Глава LIV «НИЧЕМУ НЕ ВЕРЕН»«Я воплощенное непостоянство, — подумал Уэверли, закрыв дверь на задвижку и принимаясь быстро шатать взад и вперед по комнате. — Какое мне дело до того, что Фёргюс Мак-Ивор хочет жениться на Розе Брэдуордин?.. Я ее не люблю... Возможно, что она могла бы полюбить меня, но я отверг ее простую, естественную и трогательную привязанность, не дал себе труда взлелеять ее до более нежного чувства и отдал всего себя девушке, которая никогда не полюбит ни одного смертного, если только старый Уорик, создатель королей, не восстанет из мертвых. А барон... на его имение мне было бы наплевать, так что фамилия не послужила бы препятствием. Пускай бы хоть черт забрал его бесплодные болота и стаскивал с короля его caligae, я не сказал бы ни слова. Но ей ли, созданной для любви и нежности домашней жизни, для теплых и спокойных проявлений взаимной внимательности, услаждающих союз тех, кому суждено пройти жизненный путь вместе, ей ли стать женой Фёргюса Мак-Ивора? Плохо он с ней, конечно, обходиться не будет, — на это он неспособен,— но он перестанет обращать на нее внимание после первого же месяца женитьбы; он будет так занят тем, как бы подчинить себе какого-нибудь соперника-вождя, или обойти придворного фаворита, или присоединить к своим владениям какой-нибудь заросший вереском холм либо какое-нибудь озеро, а то и привлечь в свои банды какой-нибудь новый отряд катеранов, что не станет интересоваться, что делает его жена и чем она занята.
Затем она увянет, как цветок,Живая красота ее исчезнет,И, бледная, худая, словно призрак,Она потом забьется в лихорадкеИ так умрет.
И это нежнейшее из созданий могло бы избегнуть такой участи, если бы только у мистера Уэверли были на месте глаза! Честное слово, я не могу понять, как это Флора казалась мне настолько уж красивее Разы, то есть неизмеримо красивее. Она статнее, это правда, и она больше следит за манерами, но многие думают, что мисс Брэдуордин естественнее, и она, несомненно, моложе. Флора как будто на два года меня старше. Вечером я постараюсь их получше разглядеть.
С этим намерением Уэверли отправился на чашку чая (как это было в моде шестьдесят лет назад) в дом некоей знатной леди, приверженной делу принца, и там он встретил, как и ожидал, обеих девушек. Когда он вошел, все встали, но Флора сразу села и возобновила начатый разговор. Роза, напротив того, почти незаметно очистила местечко в тесном кругу гостей, чтобы Уэверли мог вдвинуть туда уголок стула.
«У нее, в общем, очень привлекательные манеры»,— подумал он про себя.
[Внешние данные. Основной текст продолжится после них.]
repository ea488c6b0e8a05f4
use pairlink_core::{RoomId, RoomIdError};
use thiserror::Error;

/// Why local capture could not be started.
#[derive(Debug, Clone, PartialEq, Eq, Error)]
pub enum MediaError {
    #[error("permission to capture media was denied")]
    PermissionDenied,
    #[error("no capture device available: {0}")]
    DeviceUnavailable(String),
}

#[derive(Debug, Clone, PartialEq, Eq, Error)]
pub enum SessionError {
    #[error("signaling transport unavailable: {0}")]
    TransportUnavailable(String),
    #[error("peer connection could not be created: {0}")]
    ConnectionUnavailable(String),
    #[error("media access denied")]
    MediaAccessDenied,
    #[error("media device unavailable: {0}")]
    MediaDeviceUnavailable(String),
    #[error("negotiation rejected: {0}")]
    NegotiationRejected(String),
    #[error("remote candidate rejected: {0}")]
    CandidateApplyFailed(String),
    #[error("room '{0}' already has two participants")]
    RoomFull(RoomId),
    #[error(transparent)]
    InvalidRoom(#[from] RoomIdError),
}

impl From<MediaError> for SessionError {
    fn from(err: MediaError) -> Self {
        match err {
            MediaError::PermissionDenied => SessionError::MediaAccessDenied,
            MediaError::DeviceUnavailable(reason) => SessionError::MediaDeviceUnavailable(reason),
        }
    }
}
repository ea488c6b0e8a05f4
pub mod model;
pub mod utils;

pub use model::*;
Среди гостей возник спор, какой язык более благозвучен и приспособлен для поэзии, гэльский или итальянский; превосходство гэльского, который, вероятно, в ином кругу не нашел бы поддержки, ожесточенно отстаивалось семью дамами из горной Шотландии,— они изъяснялись во всю силу своих легких и совершенно оглушили гостей визгливыми примерами кельтского благозвучия. Флора, заметив, что некоторые дамы с Равнины посмеиваются над возможностью подобного сравнения, высказала несколько доводов в доказательство того, что этот взгляд не так уж абсурден, но Роза, когда спросили ее, что она об этом думает, отдала горячее предпочтение итальянскому, который она изучала с помощью Уэверли.
«У нее слух тоньше, чем у Флоры, хоть она и не так музыкальна, — сказал про себя Уэверли. — Надо полагать, что мисс Мак-Ивор скоро сравнит Мак-Мёрруха нан Фонна с Ариосто!»